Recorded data

- Opening Delimiter -

//! Behaviour of the document codec that holds across element kinds:
//! content order, choice groups, namespace families and unknown markup.

use docxkit_ooxml::wml::{
    Block, CellRevision, Document, DrawingKind, Measure, ParagraphChild, RowContent, RunChild,
    TableContent,
};
use docxkit_ooxml::{OoxmlError, Table};

const TRANSITIONAL: &str = r#"xmlns:w="http://schemas.openxmlformats.org/wordprocessingml/2006/main" xmlns:r="http://schemas.openxmlformats.org/officeDocument/2006/relationships" xmlns:wp="http://schemas.openxmlformats.org/drawingml/2006/wordprocessingDrawing" xmlns:a="http://schemas.openxmlformats.org/drawingml/2006/main" xmlns:pic="http://schemas.openxmlformats.org/drawingml/2006/picture""#;

const STRICT: &str = r#"xmlns:w="http://purl.oclc.org/ooxml/wordprocessingml/main" xmlns:r="http://purl.oclc.org/ooxml/officeDocument/relationships" xmlns:wp="http://purl.oclc.org/ooxml/drawingml/wordprocessingDrawing" xmlns:a="http://purl.oclc.org/ooxml/drawingml/main" xmlns:pic="http://purl.oclc.org/ooxml/drawingml/picture""#;

const INLINE_PICTURE: &str = r#"<w:drawing><wp:inline distT="0" distB="0" distL="0" distR="0"><wp:extent cx="952500" cy="952500"/><wp:docPr id="1" name="Picture 1"/><a:graphic><a:graphicData uri="http://schemas.openxmlformats.org/drawingml/2006/picture"><pic:pic><pic:nvPicPr><pic:cNvPr id="0" name="image1.png"/><pic:cNvPicPr/></pic:nvPicPr><pic:blipFill><a:blip r:embed="rId4"/><a:stretch><a:fillRect/></a:stretch></pic:blipFill><pic:spPr><a:prstGeom prst="rect"><a:avLst/></a:prstGeom></pic:spPr></pic:pic></a:graphicData></a:graphic></wp:inline></w:drawing>"#;

fn parse_with(namespaces: &str, body: &str) -> Document {
    let xml = format!("<w:document {namespaces}><w:body>{body}</w:body></w:document>");
    Document::parse(xml.as_bytes(), "word/document.xml").unwrap()
}

fn parse(body: &str) -> Document {
    parse_with(TRANSITIONAL, body)
}

fn reparse(doc: &Document) -> Document {
    let xml = doc.to_xml().unwrap();
    Document::parse(&xml, "word/document.xml").unwrap()
}

fn serialized(doc: &Document) -> String {
    String::from_utf8(doc.to_xml().unwrap()).unwrap()
}

fn first_table(doc: &Document) -> &Table {
    doc.body
        .children
        .iter()
        .find_map(|block| match block {
            Block::Table(table) => Some(table),
            Block::Paragraph(_) => None,
        })
        .expect("document has a table")
}

#[test]
fn body_keeps_paragraphs_and_tables_interleaved() {
    let doc = parse(
        r#"<w:p><w:r><w:t>one</w:t></w:r></w:p><w:tbl><w:tblPr/><w:tblGrid><w:gridCol w:w="100"/></w:tblGrid><w:tr><w:tc><w:p><w:r><w:t>two</w:t></w:r></w:p></w:tc></w:tr></w:tbl><w:p><w:r><w:t>three</w:t></w:r></w:p>"#,
    );
    let kinds: Vec<&str> = doc
        .body
        .children
        .iter()
        .map(|block| match block {
            Block::Paragraph(_) => "p",
            Block::Table(_) => "tbl",
        })
        .collect();
    assert_eq!(kinds, ["p", "tbl", "p"]);
    assert_eq!(doc.plain_text(), "one\n\ntwo\n\nthree");

    let again = reparse(&doc);
    assert_eq!(again.body, doc.body);
}

#[test]
fn paragraph_children_keep_their_order() {
    let doc = parse(
        r#"<w:p><w:bookmarkStart w:id="0" w:name="intro"/><w:r><w:t>a</w:t></w:r><w:hyperlink w:anchor="intro"><w:r><w:t>b</w:t></w:r></w:hyperlink><w:bookmarkEnd w:id="0"/><w:r><w:t>c</w:t></w:r></w:p>"#,
    );
    let Block::Paragraph(paragraph) = &doc.body.children[0] else {
        panic!("expected a paragraph");
    };
    let kinds: Vec<&str> = paragraph
        .children
        .iter()
        .map(|child| match child {
            ParagraphChild::Run(_) => "r",
            ParagraphChild::Hyperlink(_) => "hyperlink",
            ParagraphChild::BookmarkStart(_) => "bookmarkStart",
            ParagraphChild::BookmarkEnd(_) => "bookmarkEnd",
            _ => "other",
        })
        .collect();
    assert_eq!(kinds, ["bookmarkStart", "r", "hyperlink", "bookmarkEnd", "r"]);

    let xml = serialized(&doc);
    let start = xml.find("<w:bookmarkStart").unwrap();
    let link = xml.find("<w:hyperlink").unwrap();
    let end = xml.find("<w:bookmarkEnd").unwrap();
    assert!(start < link && link < end);
}

#[test]
fn run_content_keeps_its_order() {
    let doc = parse(r#"<w:p><w:r><w:t>a</w:t><w:tab/><w:t>b</w:t><w:br/><w:t>c</w:t></w:r></w:p>"#);
    let paragraph = doc.paragraphs().next().unwrap();
    let run = paragraph.runs().next().unwrap();
    assert!(matches!(
        run.children[..],
        [
            RunChild::Text(_),
            RunChild::Tab,
            RunChild::Text(_),
            RunChild::Break(_),
            RunChild::Text(_)
        ]
    ));
    assert_eq!(reparse(&doc).body, doc.body);
}

#[test]
fn row_content_keeps_bookmarks_between_cells() {
    let doc = parse(
        r#"<w:tbl><w:tblPr/><w:tblGrid><w:gridCol w:w="100"/><w:gridCol w:w="100"/></w:tblGrid><w:tr><w:tc><w:p/></w:tc><w:bookmarkStart w:id="3" w:name="cell"/><w:tc><w:p/></w:tc><w:bookmarkEnd w:id="3"/></w:tr></w:tbl>"#,
    );
    let table = first_table(&doc);
    let kinds: Vec<&str> = table
        .rows()
        .next()
        .unwrap()
        .contents
        .iter()
        .map(|content| match content {
            RowContent::Cell(_) => "tc",
            RowContent::BookmarkStart(_) => "bookmarkStart",
            RowContent::BookmarkEnd(_) => "bookmarkEnd",
        })
        .collect();
    assert_eq!(kinds, ["tc", "bookmarkStart", "tc", "bookmarkEnd"]);
    assert_eq!(reparse(&doc).body, doc.body);
}

#[test]
fn table_content_keeps_bookmarks_around_rows() {
    let rows = r#"<w:bookmarkStart w:id="1" w:name="before"/><w:tblPr/><w:tblGrid><w:gridCol w:w="100"/></w:tblGrid><w:bookmarkStart w:id="2" w:name="first"/><w:tr><w:tc><w:p><w:r><w:t>a</w:t></w:r></w:p></w:tc></w:tr><w:bookmarkEnd w:id="2"/><w:tr><w:tc><w:p><w:r><w:t>b</w:t></w:r></w:p></w:tc></w:tr><w:bookmarkEnd w:id="1"/>"#;
    let doc = parse(&format!("<w:tbl>{rows}</w:tbl>"));
    let table = first_table(&doc);
    assert_eq!(table.range_markup.len(), 1);
    let kinds: Vec<&str> = table
        .contents
        .iter()
        .map(|content| match content {
            TableContent::Row(_) => "tr",
            TableContent::BookmarkStart(_) => "bookmarkStart",
            TableContent::BookmarkEnd(_) => "bookmarkEnd",
        })
        .collect();
    assert_eq!(kinds, ["bookmarkStart", "tr", "bookmarkEnd", "tr", "bookmarkEnd"]);

    let xml = serialized(&doc);
    let markers = [
        r#"w:name="before""#,
        "<w:tblPr",
        r#"w:name="first""#,
        ">a<",
        r#"<w:bookmarkEnd w:id="2"/>"#,
        ">b<",
        r#"<w:bookmarkEnd w:id="1"/>"#,
    ];
    let positions: Vec<usize> = markers.iter().map(|m| xml.find(m).unwrap()).collect();
    assert!(positions.windows(2).all(|pair| pair[0] < pair[1]), "order changed: {xml}");
    assert_eq!(reparse(&doc).body, doc.body);
}

#[test]
fn universal_measures_are_kept_as_written() {
    let doc = parse(
        r#"<w:p><w:pPr><w:spacing w:before="6pt" w:after="120"/><w:ind w:left="0.5in" w:hanging="360"/></w:pPr><w:r><w:t>x</w:t></w:r></w:p>"#,
    );
    let paragraph = doc.paragraphs().next().unwrap();
    let indentation = paragraph.property.as_ref().unwrap().indentation.as_ref().unwrap();
    assert_eq!(indentation.left.as_ref().map(Measure::to_twips), Some(720));

    let xml = serialized(&doc);
    assert!(xml.contains(r#"w:before="6pt""#));
    assert!(xml.contains(r#"w:left="0.5in""#));
    assert_eq!(reparse(&doc).body, doc.body);
}

#[test]
fn property_children_are_written_in_schema_order() {
    // jc is read before pStyle; it must come back after it
    let doc = parse(
        r#"<w:p><w:pPr><w:jc w:val="center"/><w:keepNext/><w:pStyle w:val="Title"/></w:pPr><w:r><w:rPr><w:sz w:val="28"/><w:b/></w:rPr><w:t>x</w:t></w:r></w:p>"#,
    );
    let xml = serialized(&doc);
    let style = xml.find("<w:pStyle").unwrap();
    let keep = xml.find("<w:keepNext").unwrap();
    let jc = xml.find("<w:jc").unwrap();
    assert!(style < keep && keep < jc);

    let bold = xml.find("<w:b/>").unwrap();
    let size = xml.find("<w:sz ").unwrap();
    assert!(bold < size);
}

#[test]
fn only_first_cell_revision_is_kept() {
    let doc = parse(
        r#"<w:tbl><w:tblPr/><w:tblGrid><w:gridCol/></w:tblGrid><w:tr><w:tc><w:tcPr><w:cellIns w:id="1" w:author="A"/><w:cellDel w:id="2" w:author="B"/></w:tcPr><w:p/></w:tc></w:tr></w:tbl>"#,
    );
    let table = first_table(&doc);
    let cell = table.rows().next().unwrap().cells().next().unwrap();
    let revision = cell.property.as_ref().and_then(|pr| pr.revision.as_ref());
    assert!(matches!(revision, Some(CellRevision::Insertion(_))));

    let xml = serialized(&doc);
    assert!(xml.contains("<w:cellIns"));
    assert!(!xml.contains("<w:cellDel"));
}

#[test]
fn only_first_drawing_placement_is_kept() {
    let anchor = r#"<wp:anchor distT="0" distB="0" distL="0" distR="0" simplePos="0" relativeHeight="0" behindDoc="0" locked="0" layoutInCell="1" allowOverlap="1"><wp:simplePos x="0" y="0"/><wp:positionH relativeFrom="page"><wp:posOffset>0</wp:posOffset></wp:positionH><wp:positionV relativeFrom="page"><wp:posOffset>0</wp:posOffset></wp:positionV><wp:extent cx="1" cy="1"/><wp:wrapNone/><wp:docPr id="2" name="Second"/><a:graphic><a:graphicData uri="http://schemas.openxmlformats.org/drawingml/2006/picture"/></a:graphic></wp:anchor>"#;
    let drawing = INLINE_PICTURE.replace("</wp:inline>", &format!("</wp:inline>{anchor}"));
    let doc = parse(&format!("<w:p><w:r>{drawing}</w:r></w:p>"));

    let run = doc.paragraphs().next().unwrap().runs().next().unwrap();
    let RunChild::Drawing(drawing) = &run.children[0] else {
        panic!("expected a drawing");
    };
    assert!(matches!(drawing.kind, DrawingKind::Inline(_)));
    assert_eq!(doc.image_ids(), ["rId4"]);
}

#[test]
fn strict_and_transitional_decode_alike() {
    let body = format!(
        r#"<w:p><w:pPr><w:jc w:val="center"/></w:pPr><w:r><w:rPr><w:b/></w:rPr><w:t>Hi</w:t></w:r><w:r>{INLINE_PICTURE}</w:r></w:p><w:tbl><w:tblPr><w:tblW w:w="0" w:type="auto"/></w:tblPr><w:tblGrid><w:gridCol w:w="2000"/></w:tblGrid><w:tr><w:tc><w:p><w:r><w:t>cell</w:t></w:r></w:p></w:tc></w:tr></w:tbl>"#
    );
    let transitional = parse_with(TRANSITIONAL, &body);
    let strict = parse_with(STRICT, &body);
    assert_eq!(strict.body, transitional.body);
    assert_eq!(strict.image_ids(), ["rId4"]);

    // Output is always transitional
    let xml = serialized(&strict);
    assert!(xml.contains("http://schemas.openxmlformats.org/wordprocessingml/2006/main"));
    assert!(!xml.contains("purl.oclc.org"));
}

#[test]
fn unknown_elements_are_skipped_everywhere() {
    let doc = parse(
        r#"<w:customXml w:element="x"><w:p/></w:customXml>
        <w:p>
          <w:pPr><w:pStyle w:val="Body"/><w:futureProp w:val="1"/><w14:glow xmlns:w14="http://schemas.microsoft.com/office/word/2010/wordml"/></w:pPr>
          <w:r><w:rPr><w:i/><w:sparkle/></w:rPr><w:t>kept</w:t></w:r>
          <w:permStart w:id="1"/>
        </w:p>
        <w:tbl>
          <w:tblPr><w:tblStyle w:val="Grid"/><w:tblMystery/></w:tblPr>
          <w:tblGrid><w:gridCol w:w="100"/></w:tblGrid>
          <w:tr><w:customXml/><w:tc><w:tcPr><w:tcW w:w="100" w:type="dxa"/><w:oddity/></w:tcPr><w:p/></w:tc></w:tr>
        </w:tbl>"#,
    );

    assert_eq!(doc.body.children.len(), 2);
    let paragraph = doc.paragraphs().next().unwrap();
    assert_eq!(paragraph.style_id(), Some("Body"));
    assert_eq!(paragraph.children.len(), 1);
    let run = paragraph.runs().next().unwrap();
    assert!(run.property.as_ref().unwrap().italic.is_some());
    assert_eq!(paragraph.plain_text(), "kept");

    let table = first_table(&doc);
    assert_eq!(table.property.style.as_ref().map(|v| v.val.as_str()), Some("Grid"));
    assert_eq!(table.rows().next().unwrap().contents.len(), 1);
    let cell = table.rows().next().unwrap().cells().next().unwrap();
    let width = cell.property.as_ref().unwrap().width.as_ref().unwrap();
    assert_eq!(width.w.as_deref(), Some("100"));

    let xml = serialized(&doc);
    for dropped in ["futureProp", "glow", "sparkle", "permStart", "tblMystery", "oddity", "customXml"] {
        assert!(!xml.contains(dropped), "{dropped} was written back");
    }
}

#[test]
fn decode_encode_decode_is_stable() {
    let doc = parse(
        r#"<w:p w:rsidR="00A1B2C3"><w:pPr><w:spacing w:before="120" w:after="0"/><w:ind w:left="720"/></w:pPr><w:r><w:rPr><w:color w:val="FF0000"/><w:u w:val="single"/></w:rPr><w:t xml:space="preserve"> padded </w:t></w:r><w:ins w:id="4" w:author="Editor"><w:r><w:t>added</w:t></w:r></w:ins></w:p><w:sectPr><w:pgSz w:w="11906" w:h="16838"/><w:pgMar w:top="1440" w:right="1440" w:bottom="1440" w:left="1440" w:header="708" w:footer="708" w:gutter="0"/></w:sectPr>"#,
    );
    let once = reparse(&doc);
    assert_eq!(once.body, doc.body);
    assert_eq!(serialized(&once), serialized(&doc));
    assert!(serialized(&doc).contains(r#"<w:t xml:space="preserve"> padded </w:t>"#));
}

#[test]
fn unclosed_paragraph_is_an_error() {
    let xml = format!("<w:document {TRANSITIONAL}><w:body><w:p><w:r><w:t>x</w:t></w:r></w:body></w:document>");
    let err = Document::parse(xml.as_bytes(), "word/document.xml").unwrap_err();
    assert!(matches!(err, OoxmlError::MalformedXml { .. }));
}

- Closing Delimiter -

=== Your task ===
Which lines in the records above include the word "wordprocessingml"? Copy them out.

=== Solution to this problem ===
const TRANSITIONAL: &str = r#"xmlns:w="http://schemas.openxmlformats.org/wordprocessingml/2006/main" xmlns:r="http://schemas.openxmlformats.org/officeDocument/2006/relationships" xmlns:wp="http://schemas.openxmlformats.org/drawingml/2006/wordprocessingDrawing" xmlns:a="http://schemas.openxmlformats.org/drawingml/2006/main" xmlns:pic="http://schemas.openxmlformats.org/drawingml/2006/picture""#;
const STRICT: &str = r#"xmlns:w="http://purl.oclc.org/ooxml/wordprocessingml/main" xmlns:r="http://purl.oclc.org/ooxml/officeDocument/relationships" xmlns:wp="http://purl.oclc.org/ooxml/drawingml/wordprocessingDrawing" xmlns:a="http://purl.oclc.org/ooxml/drawingml/main" xmlns:pic="http://purl.oclc.org/ooxml/drawingml/picture""#;
    assert!(xml.contains("http://schemas.openxmlformats.org/wordprocessingml/2006/main"));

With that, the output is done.